Daniel Hiltgen b53229a2ed Add docs explaining GPU selection env vars

2024-03-12 11:33:06 -07:00

8.1 KiB

Raw Blame History

FAQ

How can I upgrade Ollama?

Ollama on macOS and Windows will automatically download updates. Click on the taskbar or menubar item and then click "Restart to update" to apply the update. Updates can also be installed by downloading the latest version manually.

On Linux, re-run the install script:

curl -fsSL https://ollama.com/install.sh | sh

How can I view the logs?

Review the Troubleshooting docs for more about using logs.

How can I specify the context window size?

By default, Ollama uses a context window size of 2048 tokens.

To change this when using ollama run, use /set parameter:

/set parameter num_ctx 4096

When using the API, specify the num_ctx parameter:

curl http://localhost:11434/api/generate -d '{
  "model": "llama2",
  "prompt": "Why is the sky blue?",
  "options": {
    "num_ctx": 4096
  }
}'

How do I configure Ollama server?

Ollama server can be configured with environment variables.

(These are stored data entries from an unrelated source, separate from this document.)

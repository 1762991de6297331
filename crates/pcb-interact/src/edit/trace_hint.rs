//! Sketch routing hints from a pad by clicking waypoints.
//!
//! The first click on a pad starts a hint. Each later click appends a
//! waypoint, unless it lands close to the previous point, which finishes the
//! hint. A press that travels too far before release is a pan, not a click.

use log::debug;

use crate::geometry::BBox;
use crate::store::SharedStore;
use crate::types::{AnyCircuitElement, PcbSmtPad, Point, RouteHintPoint, SmtPadShape};

use super::events::{EditEvent, TraceHintEdit};
use super::{EditHost, EventStamp, Scene};

pub const VIA_TOGGLE_KEY: &str = "v";
pub const CANCEL_KEY: &str = "Escape";

#[derive(Debug, Clone, Copy, PartialEq, Eq)]
pub struct Hotkey {
    pub key: &'static str,
    pub description: &'static str,
}

pub const HOTKEYS: [Hotkey; 2] = [
    Hotkey {
        key: VIA_TOGGLE_KEY,
        description: "Toggle via for the next waypoints",
    },
    Hotkey {
        key: CANCEL_KEY,
        description: "Cancel the current trace hint",
    },
];

#[derive(Debug, Clone, Copy, PartialEq)]
pub struct TraceHintConfig {
    /// Pointer travel, in screen pixels, above which a press/release pair
    /// is a drag rather than a click. Touch input wants a larger value.
    pub drag_threshold_px: f64,
    /// A click this close to the previous point finishes the hint.
    pub close_radius_px: f64,
    pub pad_padding_px: f64,
}

impl Default for TraceHintConfig {
    fn default() -> Self {
        Self {
            drag_threshold_px: 20.0,
            close_radius_px: 20.0,
            pad_padding_px: 4.0,
        }
    }
}

#[derive(Debug, Clone)]
struct SelectedPad {
    pcb_port_id: String,
    center: Point,
}

#[derive(Debug, Clone)]
enum HintState {
    Idle,
    Drawing { pad: SelectedPad, event: TraceHintEdit },
}

/// Pad that can start a hint under `real`. Circular pads and pads without a
/// port are skipped.
pub fn pad_at(elements: &[AnyCircuitElement], real: Point, padding: f64) -> Option<&PcbSmtPad> {
    elements
        .iter()
        .filter_map(AnyCircuitElement::as_smtpad)
        .filter(|pad| pad.shape != SmtPadShape::Circle && pad.pcb_port_id.is_some())
        .find(|pad| match (pad.center(), pad.size()) {
            (Some(center), Some((w, h))) => BBox::from_center(center, w, h).contains(real, padding),
            _ => false,
        })
}

pub struct TraceHintEditor {
    store: SharedStore,
    stamp: Box<dyn EventStamp>,
    config: TraceHintConfig,
    state: HintState,
    press_start: Option<Point>,
    via: bool,
}

impl TraceHintEditor {
    pub fn new(store: SharedStore, stamp: impl EventStamp + 'static) -> Self {
        Self::with_config(store, stamp, TraceHintConfig::default())
    }

    pub fn with_config(store: SharedStore, stamp: impl EventStamp + 'static, config: TraceHintConfig) -> Self {
        Self {
            store,
            stamp: Box::new(stamp),
            config,
            state: HintState::Idle,
            press_start: None,
            via: false,
        }
    }

    fn enabled(&self) -> bool {
        let store = self.store.borrow();
        store.state().in_edit_mode && store.state().in_draw_trace_mode
    }

    pub fn hotkeys(&self) -> &'static [Hotkey] {
        &HOTKEYS
    }

    pub fn is_via_enabled(&self) -> bool {
        self.via
    }

    pub fn is_drawing(&self) -> bool {
        matches!(self.state, HintState::Drawing { .. })
    }

    /// Real-world points of the hint being drawn, starting at the pad.
    pub fn preview_route(&self) -> Vec<Point> {
        match &self.state {
            HintState::Idle => Vec::new(),
            HintState::Drawing { pad, event } => std::iter::once(pad.center)
                .chain(event.route.iter().map(RouteHintPoint::position))
                .collect(),
        }
    }

    pub fn pointer_down(&mut self, screen: Point, scene: &Scene, host: &mut dyn EditHost) -> bool {
        if !self.enabled() {
            return false;
        }
        if self.is_drawing() {
            self.press_start = Some(screen);
            return true;
        }
        let Some(real) = scene.to_real(screen) else {
            return false;
        };
        let padding = scene.px_to_real(self.config.pad_padding_px);
        let Some(pad) = pad_at(scene.elements, real, padding) else {
            return false;
        };
        let (Some(pcb_port_id), Some(center)) = (pad.pcb_port_id.clone(), pad.center()) else {
            return false;
        };

        host.cancel_pan_drag();
        let event = TraceHintEdit {
            edit_event_id: self.stamp.new_id("edit_event"),
            pcb_port_id: pcb_port_id.clone(),
            pcb_trace_hint_id: self.stamp.new_id("pcb_trace_hint"),
            route: Vec::new(),
            in_progress: true,
            created_at: self.stamp.now_ms(),
        };
        host.create_edit_event(EditEvent::EditTraceHint(event.clone()));
        debug!("trace hint: started from {pcb_port_id}");
        self.state = HintState::Drawing {
            pad: SelectedPad {
                pcb_port_id,
                center,
            },
            event,
        };
        // the selecting press is not a waypoint click
        self.press_start = None;
        self.store.borrow_mut().set_is_drawing_trace(true);
        true
    }

    pub fn pointer_up(&mut self, screen: Point, scene: &Scene, host: &mut dyn EditHost) -> bool {
        let Some(start) = self.press_start.take() else {
            return false;
        };
        if screen.distance(start) > self.config.drag_threshold_px {
            return false;
        }
        let Some(real) = scene.to_real(screen) else {
            return false;
        };
        let HintState::Drawing { pad, event } = &mut self.state else {
            return false;
        };

        let previous = event
            .route
            .last()
            .map(RouteHintPoint::position)
            .unwrap_or(pad.center);
        if screen.distance(scene.to_screen(previous)) < self.config.close_radius_px {
            event.in_progress = false;
            debug!(
                "trace hint: finished {} with {} waypoints",
                pad.pcb_port_id,
                event.route.len()
            );
            host.modify_edit_event(EditEvent::EditTraceHint(event.clone()));
            self.state = HintState::Idle;
            self.store.borrow_mut().set_is_drawing_trace(false);
            return true;
        }

        event.route.push(RouteHintPoint {
            x: real.x,
            y: real.y,
            via: Some(self.via),
        });
        host.modify_edit_event(EditEvent::EditTraceHint(event.clone()));
        true
    }

    /// Returns true when the key was handled.
    pub fn key_down(&mut self, key: &str, host: &mut dyn EditHost) -> bool {
        if !self.enabled() {
            return false;
        }
        if key.eq_ignore_ascii_case(VIA_TOGGLE_KEY) {
            self.via = !self.via;
            debug!("trace hint: via {}", if self.via { "on" } else { "off" });
            return true;
        }
        if key == CANCEL_KEY && self.is_drawing() {
            self.cancel(host);
            return true;
        }
        false
    }

    /// Drop the hint being drawn without finalizing its event. The unfinished
    /// event is handed back to the host for discarding.
    pub fn cancel(&mut self, host: &mut dyn EditHost) {
        if let HintState::Drawing { event, .. } = &self.state {
            debug!("trace hint: abandoned {}", event.pcb_trace_hint_id);
            host.discard_edit_event(&event.edit_event_id);
        }
        self.state = HintState::Idle;
        self.press_start = None;
        self.store.borrow_mut().set_is_drawing_trace(false);
    }
}

#[cfg(test)]
mod tests {
    use super::*;
    use crate::edit::{EditEventLog, SequenceStamp};
    use crate::store::{AppStore, ViewState};
    use crate::transform::Matrix;
    use crate::types::parse_circuit;
    use approx::assert_abs_diff_eq;

    fn circuit() -> Vec<AnyCircuitElement> {
        parse_circuit(
            r#"[
                {"type": "pcb_smtpad", "pcb_smtpad_id": "pad1", "pcb_port_id": "port1", "shape": "rect",
                 "x": 0, "y": 0, "width": 1, "height": 1, "layer": "top"},
                {"type": "pcb_smtpad", "pcb_smtpad_id": "pad2", "pcb_port_id": "port2", "shape": "circle",
                 "x": 10, "y": 0, "radius": 1, "layer": "top"}
            ]"#,
        )
        .unwrap()
    }

    fn view() -> Matrix {
        Matrix::translate(400.0, 300.0).compose(&Matrix::scale(10.0, -10.0))
    }

    fn editor() -> TraceHintEditor {
        let store = AppStore::shared(ViewState {
            in_edit_mode: true,
            in_draw_trace_mode: true,
            ..ViewState::default()
        });
        TraceHintEditor::new(store, SequenceStamp::default())
    }

    fn click(editor: &mut TraceHintEditor, screen: Point, scene: &Scene, log: &mut EditEventLog) {
        editor.pointer_down(screen, scene, log);
        editor.pointer_up(screen, scene, log);
    }

    fn hint(log: &EditEventLog) -> &TraceHintEdit {
        match &log.events()[0] {
            EditEvent::EditTraceHint(e) => e,
            other => panic!("unexpected event {other:?}"),
        }
    }

    #[test]
    fn test_trace_hint_close() {
        let elements = circuit();
        let t = view();
        let scene = Scene::new(&elements, &t);
        let mut editor = editor();
        let mut log = EditEventLog::new();

        click(&mut editor, t.apply(Point::new(0.0, 0.0)), &scene, &mut log);
        assert!(editor.is_drawing());
        assert!(hint(&log).route.is_empty());

        click(&mut editor, t.apply(Point::new(5.0, 5.0)), &scene, &mut log);
        // 0.5mm away is 5px on screen, inside the close radius
        click(&mut editor, t.apply(Point::new(5.5, 5.0)), &scene, &mut log);

        let event = hint(&log);
        assert_eq!(log.len(), 1);
        assert_eq!(event.route.len(), 1);
        assert_abs_diff_eq!(event.route[0].x, 5.0, epsilon = 1e-9);
        assert_abs_diff_eq!(event.route[0].y, 5.0, epsilon = 1e-9);
        assert!(!event.in_progress);
        assert_eq!(event.pcb_port_id, "port1");
        assert_eq!(event.pcb_trace_hint_id, "pcb_trace_hint_1");
        assert!(!editor.is_drawing());
    }

    #[test]
    fn test_drag_adds_no_waypoint() {
        let elements = circuit();
        let t = view();
        let scene = Scene::new(&elements, &t);
        let mut editor = editor();
        let mut log = EditEventLog::new();

        click(&mut editor, t.apply(Point::new(0.0, 0.0)), &scene, &mut log);
        let down = t.apply(Point::new(5.0, 5.0));
        editor.pointer_down(down, &scene, &mut log);
        assert!(!editor.pointer_up(down + Point::new(25.0, 0.0), &scene, &mut log));
        assert!(hint(&log).route.is_empty());

        // small wobble still counts as a click
        editor.pointer_down(down, &scene, &mut log);
        assert!(editor.pointer_up(down + Point::new(3.0, 0.0), &scene, &mut log));
        assert_eq!(hint(&log).route.len(), 1);
    }

    #[test]
    fn test_clicking_the_pad_again_closes_empty_hint() {
        let elements = circuit();
        let t = view();
        let scene = Scene::new(&elements, &t);
        let mut editor = editor();
        let mut log = EditEventLog::new();

        click(&mut editor, t.apply(Point::new(0.0, 0.0)), &scene, &mut log);
        click(&mut editor, t.apply(Point::new(0.2, 0.0)), &scene, &mut log);
        assert!(hint(&log).route.is_empty());
        assert!(!hint(&log).in_progress);
    }

    #[test]
    fn test_via_toggle_marks_waypoints() {
        let elements = circuit();
        let t = view();
        let scene = Scene::new(&elements, &t);
        let mut editor = editor();
        let mut log = EditEventLog::new();

        click(&mut editor, t.apply(Point::new(0.0, 0.0)), &scene, &mut log);
        click(&mut editor, t.apply(Point::new(5.0, 0.0)), &scene, &mut log);
        assert!(editor.key_down("v", &mut log));
        click(&mut editor, t.apply(Point::new(5.0, 5.0)), &scene, &mut log);

        let route = &hint(&log).route;
        assert_eq!(route[0].via, Some(false));
        assert_eq!(route[1].via, Some(true));
        assert_eq!(editor.preview_route().len(), 3);
        assert!(editor.is_via_enabled());
    }

    #[test]
    fn test_escape_cancels_without_finalizing() {
        let elements = circuit();
        let t = view();
        let scene = Scene::new(&elements, &t);
        let mut editor = editor();
        let mut log = EditEventLog::new();

        click(&mut editor, t.apply(Point::new(0.0, 0.0)), &scene, &mut log);
        click(&mut editor, t.apply(Point::new(5.0, 0.0)), &scene, &mut log);
        assert!(editor.key_down("Escape", &mut log));
        assert!(!editor.is_drawing());
        assert!(!editor.store.borrow().state().is_drawing_trace);
        assert!(!editor.key_down("Escape", &mut log));

        // the abandoned hint never reaches the circuit
        assert!(log.is_empty());
        let applied = crate::apply::apply_edit_events(&elements, log.events());
        assert!(applied.iter().all(|e| e.as_trace_hint().is_none()));
    }

    #[test]
    fn test_escape_keeps_finished_hints() {
        let elements = circuit();
        let t = view();
        let scene = Scene::new(&elements, &t);
        let mut editor = editor();
        let mut log = EditEventLog::new();

        click(&mut editor, t.apply(Point::new(0.0, 0.0)), &scene, &mut log);
        click(&mut editor, t.apply(Point::new(5.0, 0.0)), &scene, &mut log);
        click(&mut editor, t.apply(Point::new(5.2, 0.0)), &scene, &mut log);
        assert!(!hint(&log).in_progress);

        click(&mut editor, t.apply(Point::new(0.0, 0.0)), &scene, &mut log);
        assert_eq!(log.len(), 2);
        assert!(editor.key_down("Escape", &mut log));
        assert_eq!(log.len(), 1);
        assert_eq!(hint(&log).route.len(), 1);
    }

    #[test]
    fn test_circular_pads_cannot_start_a_hint() {
        let elements = circuit();
        let t = view();
        let scene = Scene::new(&elements, &t);
        let mut editor = editor();
        let mut log = EditEventLog::new();
        assert!(!editor.pointer_down(t.apply(Point::new(10.0, 0.0)), &scene, &mut log));
        assert!(log.is_empty());
    }
}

Setting environment variables on Mac

If Ollama is run as a macOS application, environment variables should be set using launchctl:

For each environment variable, call launchctl setenv.
```
launchctl setenv OLLAMA_HOST "0.0.0.0"
```
Restart Ollama application.

Setting environment variables on Linux

If Ollama is run as a systemd service, environment variables should be set using systemctl:

Edit the systemd service by calling systemctl edit ollama.service. This will open an editor.
For each environment variable, add a line Environment under section [Service]:
```
[Service]
Environment="OLLAMA_HOST=0.0.0.0"
```
Save and exit.

Reload systemd and restart Ollama:

systemctl daemon-reload
systemctl restart ollama

Setting environment variables on Windows

On windows, Ollama inherits your user and system environment variables.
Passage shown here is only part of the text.